Epic 3: Voice-to-Task AI (Gemini)

Goal

Allow users to dictate tasks naturally in French, directly creating JSON task structures on the Provider.

Context

Adding tasks manually using a keyboard via the web dashboard is friction. We want to utilize automated intelligence (Google Gemini API) to ingest natural language (specifically French) and figure out the JSON properties (task name, user, due date). Input can come from the Svelte frontend (browser recording) or an iOS Shortcut automation.

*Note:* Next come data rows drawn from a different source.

//! Account lockout after repeated credential failures.
//!
//! Flow Overview:
//! 1) Each failed credential check increments `failed_attempts`.
//! 2) Reaching the threshold locks the account and stamps `lock_time = now`.
//! 3) While locked, attempts are rejected without checking credentials.
//! 4) The lock is lifted lazily: the first attempt at or after
//!    `lock_time + cooldown` resets the counter and proceeds as open.
//! 5) A successful check while open resets the counter.
//!
//! The policy only transforms a [`LockState`]; stores apply it as one atomic
//! read-modify-write per principal (see `PrincipalStore::update_lock_state`).
//! The cooldown is fixed, repeated lockouts do not escalate.

use serde::{Deserialize, Serialize};

const DEFAULT_THRESHOLD: u32 = 5;
const DEFAULT_COOLDOWN_SECONDS: i64 = 30 * 60;

/// Lock-related fields of a principal.
///
/// `account_non_locked == false` implies `lock_time.is_some()`.
#[derive(Clone, Copy, Debug, PartialEq, Eq, Serialize, Deserialize)]
pub struct LockState {
    pub account_non_locked: bool,
    pub failed_attempts: u32,
    pub lock_time: Option<i64>,
}

impl Default for LockState {
    fn default() -> Self {
        Self {
            account_non_locked: true,
            failed_attempts: 0,
            lock_time: None,
        }
    }
}

impl LockState {
    fn reset(&mut self) {
        *self = Self::default();
    }
}

#[derive(Clone, Copy, Debug, PartialEq, Eq)]
pub enum LockStatus {
    Open,
    /// `until` is `None` when the lock has no timestamp and needs an administrative unlock.
    Locked { until: Option<i64> },
}

impl LockStatus {
    #[must_use]
    pub const fn is_locked(self) -> bool {
        matches!(self, Self::Locked { .. })
    }
}

#[derive(Clone, Copy, Debug, PartialEq, Eq)]
pub struct LockoutPolicy {
    threshold: u32,
    cooldown_seconds: i64,
}

impl Default for LockoutPolicy {
    fn default() -> Self {
        Self {
            threshold: DEFAULT_THRESHOLD,
            cooldown_seconds: DEFAULT_COOLDOWN_SECONDS,
        }
    }
}

impl LockoutPolicy {
    #[must_use]
    pub fn new(threshold: u32, cooldown_seconds: i64) -> Self {
        Self {
            threshold: threshold.max(1),
            cooldown_seconds: cooldown_seconds.max(1),
        }
    }

    #[must_use]
    pub const fn threshold(&self) -> u32 {
        self.threshold
    }

    #[must_use]
    pub const fn cooldown_seconds(&self) -> i64 {
        self.cooldown_seconds
    }

    /// Evaluate `state` at `now` without changing it.
    ///
    /// A lock whose cooldown has elapsed already reads as `Open`.
    #[must_use]
    pub fn status(&self, state: &LockState, now: i64) -> LockStatus {
        if state.account_non_locked {
            return LockStatus::Open;
        }
        match state.lock_time {
            Some(locked_at) => {
                let until = locked_at.saturating_add(self.cooldown_seconds);
                if now >= until {
                    LockStatus::Open
                } else {
                    LockStatus::Locked { until: Some(until) }
                }
            }
            None => LockStatus::Locked { until: None },
        }
    }

    /// Apply the lazy `LOCKED -> OPEN` transition if the cooldown has elapsed.
    pub fn resolve(&self, state: &mut LockState, now: i64) -> LockStatus {
        if !state.account_non_locked && self.status(state, now) == LockStatus::Open {
            state.reset();
        }
        self.status(state, now)
    }

    /// Count one failed credential check.
    ///
    /// The counter always increments; the lock timestamp is only set on the
    /// `OPEN -> LOCKED` transition, never refreshed by later failures.
    pub fn record_failure(&self, state: &mut LockState, now: i64) -> LockStatus {
        let before = self.resolve(state, now);
        state.failed_attempts = state.failed_attempts.saturating_add(1);
        if before == LockStatus::Open && state.failed_attempts >= self.threshold {
            state.account_non_locked = false;
            state.lock_time = Some(now);
        }
        self.status(state, now)
    }

    /// Record a successful credential check; resets the counter when open.
    pub fn record_success(&self, state: &mut LockState, now: i64) -> LockStatus {
        let status = self.resolve(state, now);
        if status == LockStatus::Open {
            state.failed_attempts = 0;
        }
        status
    }

    /// Administrative unlock: clears the lock and the counter unconditionally.
    pub fn unlock(&self, state: &mut LockState) {
        state.reset();
    }
}

#[cfg(test)]
mod tests {
    use super::*;

    #[test]
    fn defaults_match_login_policy() {
        let policy = LockoutPolicy::default();
        assert_eq!(policy.threshold(), 5);
        assert_eq!(policy.cooldown_seconds(), 1800);
        assert_eq!(LockoutPolicy::new(0, 0).threshold(), 1);
    }

    #[test]
    fn locks_on_threshold_and_rejects_until_cooldown() {
        let policy = LockoutPolicy::new(5, 60);
        let mut state = LockState::default();

        for attempt in 1..5 {
            assert_eq!(policy.record_failure(&mut state, 100), LockStatus::Open);
            assert_eq!(state.failed_attempts, attempt);
        }
        assert_eq!(
            policy.record_failure(&mut state, 100),
            LockStatus::Locked { until: Some(160) }
        );
        assert!(!state.account_non_locked);
        assert_eq!(state.lock_time, Some(100));

        // A correct password does not get through while locked.
        assert!(policy.record_success(&mut state, 101).is_locked());
        assert_eq!(state.failed_attempts, 5);
    }

    #[test]
    fn failures_while_locked_count_but_keep_lock_time() {
        let policy = LockoutPolicy::new(2, 60);
        let mut state = LockState::default();
        policy.record_failure(&mut state, 10);
        policy.record_failure(&mut state, 11);
        policy.record_failure(&mut state, 12);
        assert_eq!(state.failed_attempts, 3);
        assert_eq!(state.lock_time, Some(11));
    }

    #[test]
    fn scenario_threshold_three_cooldown_sixty() {
        let policy = LockoutPolicy::new(3, 60);
        let mut state = LockState::default();

        policy.record_failure(&mut state, 0);
        policy.record_failure(&mut state, 1);
        assert_eq!(
            policy.record_failure(&mut state, 2),
            LockStatus::Locked { until: Some(62) }
        );
        assert_eq!(state.lock_time, Some(2));

        assert!(policy.resolve(&mut state, 10).is_locked());

        assert_eq!(policy.record_success(&mut state, 65), LockStatus::Open);
        assert_eq!(state, LockState::default());
    }

    #[test]
    fn failure_after_cooldown_starts_a_fresh_count() {
        let policy = LockoutPolicy::new(2, 60);
        let mut state = LockState::default();
        policy.record_failure(&mut state, 0);
        policy.record_failure(&mut state, 0);
        assert_eq!(policy.record_failure(&mut state, 60), LockStatus::Open);
        assert_eq!(state.failed_attempts, 1);
        assert!(state.account_non_locked);
    }

    #[test]
    fn success_while_open_resets_counter() {
        let policy = LockoutPolicy::new(5, 60);
        let mut state = LockState::default();
        policy.record_failure(&mut state, 0);
        policy.record_failure(&mut state, 0);
        assert_eq!(policy.record_success(&mut state, 1), LockStatus::Open);
        assert_eq!(state.failed_attempts, 0);
    }

    #[test]
    fn status_does_not_mutate_and_untimed_lock_stays_locked() {
        let policy = LockoutPolicy::new(1, 60);
        let state = LockState {
            account_non_locked: false,
            failed_attempts: 1,
            lock_time: Some(0),
        };
        assert_eq!(policy.status(&state, 60), LockStatus::Open);
        assert!(!state.account_non_locked);

        let untimed = LockState {
            account_non_locked: false,
            failed_attempts: 0,
            lock_time: None,
        };
        assert_eq!(
            policy.status(&untimed, i64::MAX),
            LockStatus::Locked { until: None }
        );
    }

    #[test]
    fn unlock_clears_everything() {
        let policy = LockoutPolicy::new(1, 3600);
        let mut state = LockState::default();
        policy.record_failure(&mut state, 0);
        policy.unlock(&mut state);
        assert_eq!(state, LockState::default());
        assert_eq!(policy.status(&state, 1), LockStatus::Open);
    }
}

Scope & Technologies to Investigate

  1. Ingestion Endpoint:
    • Create a POST /api/tasks/audio endpoint on the ESP32-S3 Provider.
    • Decide exactly what format this accepts. Is it raw audio binaries like .wav or .m4a? Or is it transcribed text sent from the device's native speech-to-text? (Note during implementation if ESP32 memory constraints force pre-transcription on iOS before sending).
  2. Gemini API Integration:
    • Implement an HTTP/HTTPS client on the ESP32-S3 to call Gemini API endpoints.
    • Construct a prompt template: "You are an assistant. Extract the task properties from the following French audio/text and output strict JSON matching our schema: { "title": "...", "due_date": "...", "user_name": "..." }"
  3. API Key Management:
    • Add a Svelte dashboard configuration page to allow the user to securely save their Gemini API key to the SD Card.

Next Steps to Start

  1. Create a tdd/voice_ai_integration.md.
  2. Secure an HTTPS connection from ESP-IDF to the Google Gemini API (managing certs/mbedtls).
  3. Test a hardcoded prompt execution before wiring up the web UI.